Vitamins are natural compounds that are required in small quantities, but cannot be produced by our own bodies. Vitamins are normally absorbed through our diet, but can also be taken as dietary supplements. Vitamins have multiple biological functions, some vitamins act as hormones while others function as enzyme co-factors. Vitamins can be either water soluble or fat soluble. The value of eating certain foods to prevent illness was known long before vitamins were discovered. The chemical structure for most vitamins was not discovered until the early to mid 20th century. Vitamins can be categorized as follows:

  • Vitamin C
  • Vitamin E
  • Vitamin D
  • B vitamins (B1, B2, B3, B5, B6, B7 and B9)
  • Vitamin K
  • Vitamin A

Vitamin A or retinol is fat soluble vitamin and has many biological functions. A deficiency in vitamin A can cause blindness (in extreme cases). The first signs of a vitamin A deficiency is night blindness (the inability to see in the dark). Vitamin A is present in butter fat, liver, dark leafy vegetables and dark colored fruits. Vitamin A also plays a role in maintaining healthy skin and a strong immune system. Vitamin A is also considered an antioxidant.

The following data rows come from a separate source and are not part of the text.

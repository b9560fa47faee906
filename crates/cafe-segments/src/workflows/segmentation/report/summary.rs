use super::super::pipeline::{ScoredVenue, SegmentationRun};
use super::super::domain::Segment;
use super::views::{
    RecommendationEntry, SegmentCountEntry, SegmentRecommendations, SegmentationReport,
};

impl RecommendationEntry {
    fn from_ranked(rank: usize, venue: &ScoredVenue) -> Self {
        Self {
            rank,
            id: venue.id.to_string(),
            name: venue.name.clone(),
            rating: venue.rating,
            review_count: venue.review_count,
            norm_productivity_score: venue.norm_productivity_score,
            norm_social_score: venue.norm_social_score,
        }
    }
}

impl SegmentationRun {
    /// Summarises the run. `include_venues` embeds the full scored table.
    pub fn report(&self, include_venues: bool) -> SegmentationReport {
        let segment_counts = self
            .segment_counts()
            .into_iter()
            .map(|(segment, venues)| SegmentCountEntry {
                segment,
                segment_label: segment.label(),
                venues,
            })
            .collect();

        let recommendations = Segment::ordered()
            .into_iter()
            .map(|segment| SegmentRecommendations {
                segment,
                segment_label: segment.label(),
                venues: self
                    .recommend(segment)
                    .into_iter()
                    .enumerate()
                    .map(|(index, venue)| RecommendationEntry::from_ranked(index + 1, venue))
                    .collect(),
            })
            .collect();

        SegmentationReport {
            config_version: self.config_version.clone(),
            threshold_policy: self.threshold_policy.label(),
            thresholds: self.thresholds,
            top_n: self.top_n,
            venue_count: self.venues.len(),
            segment_counts,
            recommendations,
            venues: if include_venues {
                self.venues.clone()
            } else {
                Vec::new()
            },
        }
    }
}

B vitamins are water soluble vitamins that often act as co-factors of enzymes. The first discovered B vitamin was vitamin B1 (Thiamine) that when deficient causes the disease “beri-beri”, which is characterized by extreme lethargy, fatigue, muscular and neurological symptoms. Foods high in thiamine are meat, dairy, whole grains, rice bran and fruit. People of Asian countries are at risk for developing beri-beri when their diet consists mainly of white rice.

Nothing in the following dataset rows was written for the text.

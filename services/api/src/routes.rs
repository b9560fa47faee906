use crate::infra::AppState;
use axum::extract::rejection::JsonRejection;
use axum::http::{header, StatusCode};
use axum::response::IntoResponse;
use axum::Extension;
use axum::Json;
use cafe_segments::error::AppError;
use cafe_segments::workflows::import::VenueImporter;
use cafe_segments::workflows::segmentation::{
    assemble_venues, ReviewInput, SegmentationReport, Venue, VenueInput,
};
use chrono::{DateTime, Utc};
use serde::{Deserialize, Serialize};
use serde_json::json;
use std::io::Cursor;

/// Venues either as JSON records or as the semicolon-delimited CSV exports.
/// `venues_csv` takes precedence; reviews then come from `reviews_csv`.
#[derive(Debug, Default, Deserialize)]
pub(crate) struct SegmentationRequest {
    #[serde(default)]
    pub(crate) venues: Vec<VenueInput>,
    #[serde(default)]
    pub(crate) reviews: Vec<ReviewInput>,
    #[serde(default)]
    pub(crate) venues_csv: Option<String>,
    #[serde(default)]
    pub(crate) reviews_csv: Option<String>,
    #[serde(default)]
    pub(crate) include_venues: bool,
}

#[derive(Debug, Serialize)]
pub(crate) struct SegmentationResponse {
    pub(crate) generated_at: DateTime<Utc>,
    pub(crate) data_source: VenueDataSource,
    #[serde(flatten)]
    pub(crate) report: SegmentationReport,
}

#[derive(Debug, Clone, Copy, PartialEq, Eq, Serialize)]
#[serde(rename_all = "snake_case")]
pub(crate) enum VenueDataSource {
    Json,
    Csv,
}

pub(crate) fn router() -> axum::Router {
    axum::Router::new()
        .route("/health", axum::routing::get(healthcheck))
        .route("/ready", axum::routing::get(readiness_endpoint))
        .route("/metrics", axum::routing::get(metrics_endpoint))
        .route(
            "/api/v1/segmentation",
            axum::routing::post(segmentation_endpoint),
        )
}

pub(crate) async fn healthcheck() -> Json<serde_json::Value> {
    Json(json!({ "status": "ok" }))
}

pub(crate) async fn readiness_endpoint(Extension(state): Extension<AppState>) -> impl IntoResponse {
    let ready = state.readiness.load(std::sync::atomic::Ordering::Relaxed);
    let status = if ready {
        StatusCode::OK
    } else {
        StatusCode::SERVICE_UNAVAILABLE
    };

    let payload = if ready {
        json!({ "status": "ready" })
    } else {
        json!({ "status": "initializing" })
    };

    (status, Json(payload))
}

pub(crate) async fn metrics_endpoint(Extension(state): Extension<AppState>) -> impl IntoResponse {
    (
        StatusCode::OK,
        [(header::CONTENT_TYPE, "text/plain; version=0.0.4")],
        state.metrics.render(),
    )
}

pub(crate) async fn segmentation_endpoint(
    Extension(state): Extension<AppState>,
    payload: Result<Json<SegmentationRequest>, JsonRejection>,
) -> Result<Json<SegmentationResponse>, AppError> {
    let Json(payload) = payload?;
    let include_venues = payload.include_venues;
    let (venues, data_source) = load_venues(payload)?;

    let run = state.pipeline.run(&venues)?;

    Ok(Json(SegmentationResponse {
        generated_at: Utc::now(),
        data_source,
        report: run.report(include_venues),
    }))
}

fn load_venues(payload: SegmentationRequest) -> Result<(Vec<Venue>, VenueDataSource), AppError> {
    let SegmentationRequest {
        venues,
        reviews,
        venues_csv,
        reviews_csv,
        ..
    } = payload;

    if let Some(csv) = venues_csv {
        let venues = Cursor::new(csv.into_bytes());
        let venues = match reviews_csv {
            Some(reviews) => {
                VenueImporter::from_readers(venues, Cursor::new(reviews.into_bytes()))?
            }
            None => VenueImporter::from_venue_reader(venues)?,
        };
        return Ok((venues, VenueDataSource::Csv));
    }

    let venues = venues
        .into_iter()
        .map(Venue::try_from)
        .collect::<Result<Vec<_>, _>>()?;
    let venues = assemble_venues(venues, reviews)?;
    Ok((venues, VenueDataSource::Json))
}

Niacin (Vitamin B3) prevents the disease pellagra, which is often seen in communities that use un-processed corn as their main food supply. Processing corn with lime increases the bio-availability of niacin. Symptoms of pellagra include diarrhea, dermatitis, dementia, thickening of the skin, anxiety, depression and fatigue. Niacin is present in meat, liver, vegetables and fruits and mushrooms. Niacin can be synthesized from the amino acid tryptophan. Taking too much niacin (as a supplement) can cause flushing of the skin.

Vitamin B6 is an important co-factor for the metabolism of amino acids. It is also important for many neurological functions as it is needed for the production of the neurotransmitters adrenaline, nor-adrenaline, GABA and serotonin. It is also needed for the release of glucose from glycogen. People deficient in vitamin B6 may develop sleep disturbances, skin problems and neuropathy.

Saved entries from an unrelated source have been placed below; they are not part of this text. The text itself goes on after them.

use crate::infra::{parse_threshold_policy, parse_top_n, resolve_segmentation_config, PolicyChoice};
use cafe_segments::config::AppConfig;
use cafe_segments::error::AppError;
use cafe_segments::telemetry;
use cafe_segments::workflows::import::VenueImporter;
use cafe_segments::workflows::segmentation::{
    write_venue_table_to_path, Category, SegmentationConfig, SegmentationPipeline,
    SegmentationReport, ThresholdPolicy,
};
use chrono::{SecondsFormat, Utc};
use clap::Args;
use std::path::PathBuf;
use tracing::info;

#[derive(Args, Debug)]
pub(crate) struct SegmentArgs {
    /// Semicolon-delimited venue export (Id;OrganizationName;RateStars;ReviewsTotalCount)
    #[arg(long)]
    pub(crate) venues: PathBuf,
    /// Semicolon-delimited cleaned reviews (OrganizationId;CleanedReview)
    #[arg(long)]
    pub(crate) reviews: PathBuf,
    /// JSON segmentation config replacing the built-in rule set
    #[arg(long)]
    pub(crate) config: Option<PathBuf>,
    /// Threshold policy: fixed or median
    #[arg(long, value_parser = parse_threshold_policy)]
    pub(crate) threshold_policy: Option<PolicyChoice>,
    /// Recommendations per segment
    #[arg(long, value_parser = parse_top_n)]
    pub(crate) top_n: Option<usize>,
    /// Write the scored venue table to this CSV file
    #[arg(long)]
    pub(crate) output: Option<PathBuf>,
    /// Print the report as JSON instead of the text summary
    #[arg(long)]
    pub(crate) json: bool,
}

#[derive(Args, Debug, Default)]
pub(crate) struct LexiconArgs {
    /// JSON segmentation config to inspect instead of the built-in rule set
    #[arg(long)]
    pub(crate) config: Option<PathBuf>,
}

pub(crate) fn run_segment(args: SegmentArgs) -> Result<(), AppError> {
    let SegmentArgs {
        venues,
        reviews,
        config,
        threshold_policy,
        top_n,
        output,
        json,
    } = args;

    let app_config = AppConfig::load()?;
    telemetry::init(&app_config.telemetry)?;

    let segmentation = resolve_segmentation_config(
        &app_config.segmentation,
        config.as_deref(),
        threshold_policy,
        top_n,
    )?;
    let venues = VenueImporter::from_paths(&venues, &reviews)?;
    let run = SegmentationPipeline::new(segmentation).run(&venues)?;

    if let Some(path) = &output {
        write_venue_table_to_path(path, &run.venues)?;
        info!(path = %path.display(), venues = run.venues.len(), "wrote venue table");
    }

    let report = run.report(false);
    if json {
        let rendered = serde_json::to_string_pretty(&report)
            .map_err(|err| AppError::Io(std::io::Error::other(err)))?;
        println!("{rendered}");
    } else {
        render_report(&report);
    }

    Ok(())
}

pub(crate) fn run_lexicon(args: LexiconArgs) -> Result<(), AppError> {
    let app_config = AppConfig::load()?;
    let config = resolve_segmentation_config(
        &app_config.segmentation,
        args.config.as_deref(),
        None,
        None,
    )?;
    render_lexicon(&config);
    Ok(())
}

fn render_report(report: &SegmentationReport) {
    println!(
        "Venue segmentation ({} venues, rule set {})",
        report.venue_count, report.config_version
    );
    println!(
        "Generated {}",
        Utc::now().to_rfc3339_opts(SecondsFormat::Secs, true)
    );
    println!(
        "Thresholds ({}): productivity {:.3} | social {:.3}",
        report.threshold_policy, report.thresholds.productivity, report.thresholds.social
    );

    println!("\nSegment counts:");
    for entry in &report.segment_counts {
        println!("- {}: {}", entry.segment_label, entry.venues);
    }

    for group in &report.recommendations {
        println!("\n{} (top {})", group.segment_label, report.top_n);
        if group.venues.is_empty() {
            println!("  No venues in this segment");
            continue;
        }
        for venue in &group.venues {
            println!(
                "  {}. {} | rating {:.1} | {} reviews | productivity {:.2} | social {:.2}",
                venue.rank,
                venue.name,
                venue.rating,
                venue.review_count,
                venue.norm_productivity_score,
                venue.norm_social_score
            );
        }
    }
}

fn render_lexicon(config: &SegmentationConfig) {
    println!(
        "Lexicon {} ({} keywords)",
        config.version,
        config.lexicon.len()
    );
    for category in Category::ordered() {
        println!("\n{category}:");
        for entry in config
            .lexicon
            .entries()
            .into_iter()
            .filter(|entry| entry.category == category.as_str())
        {
            println!("  - {} ({})", entry.keyword, entry.weight);
        }
    }

    println!();
    match config.thresholds {
        ThresholdPolicy::Fixed(thresholds) => println!(
            "Thresholds (fixed): productivity {:.3} | social {:.3}",
            thresholds.productivity, thresholds.social
        ),
        ThresholdPolicy::Median => {
            println!("Thresholds (median): resolved per run")
        }
    }
    println!("Recommendations per segment: {}", config.top_n);
}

Vitamin C (ascorbic acid) is a water soluble vitamin found in citrus fruits, tomatoes, potatoes and green peppers. A vitamin C deficiency causes the disease scurvy, which symptoms include spongy bleeding gums and bleeding wounds on the body. Untreated scurvy is fatal. Vitamin C is required for the formation of collagen. Vitamin C an important nutrient for the proper functioning of our skin, mucous membranes and immune system.

Vitamin D is a group of fat soluble pro-hormones, vitamin D2 and vitamin D3 (cholecalciferol). Vitamin d is important for bone formation and bone maintenance and is necessary for a healthy immune system. Natural sources of Vitamin D are fatty fish (such as salmon), fish oils, egg and beef liver. Vitamin D is also produced by our skin when exposed to UV-B sunlight.

Vitamin E refers to a group of 8 related fat soluble vitamins, of which alpha-tocopherol is the most widely known. E vitamins are powerful antioxidants as they protect lipid membranes by neutralizing highly-reactive free radicals. Foods that are high in vitamin E are asparagus, avocado, green vegetables, vegetable oils, egg, milk, nuts and whole grains.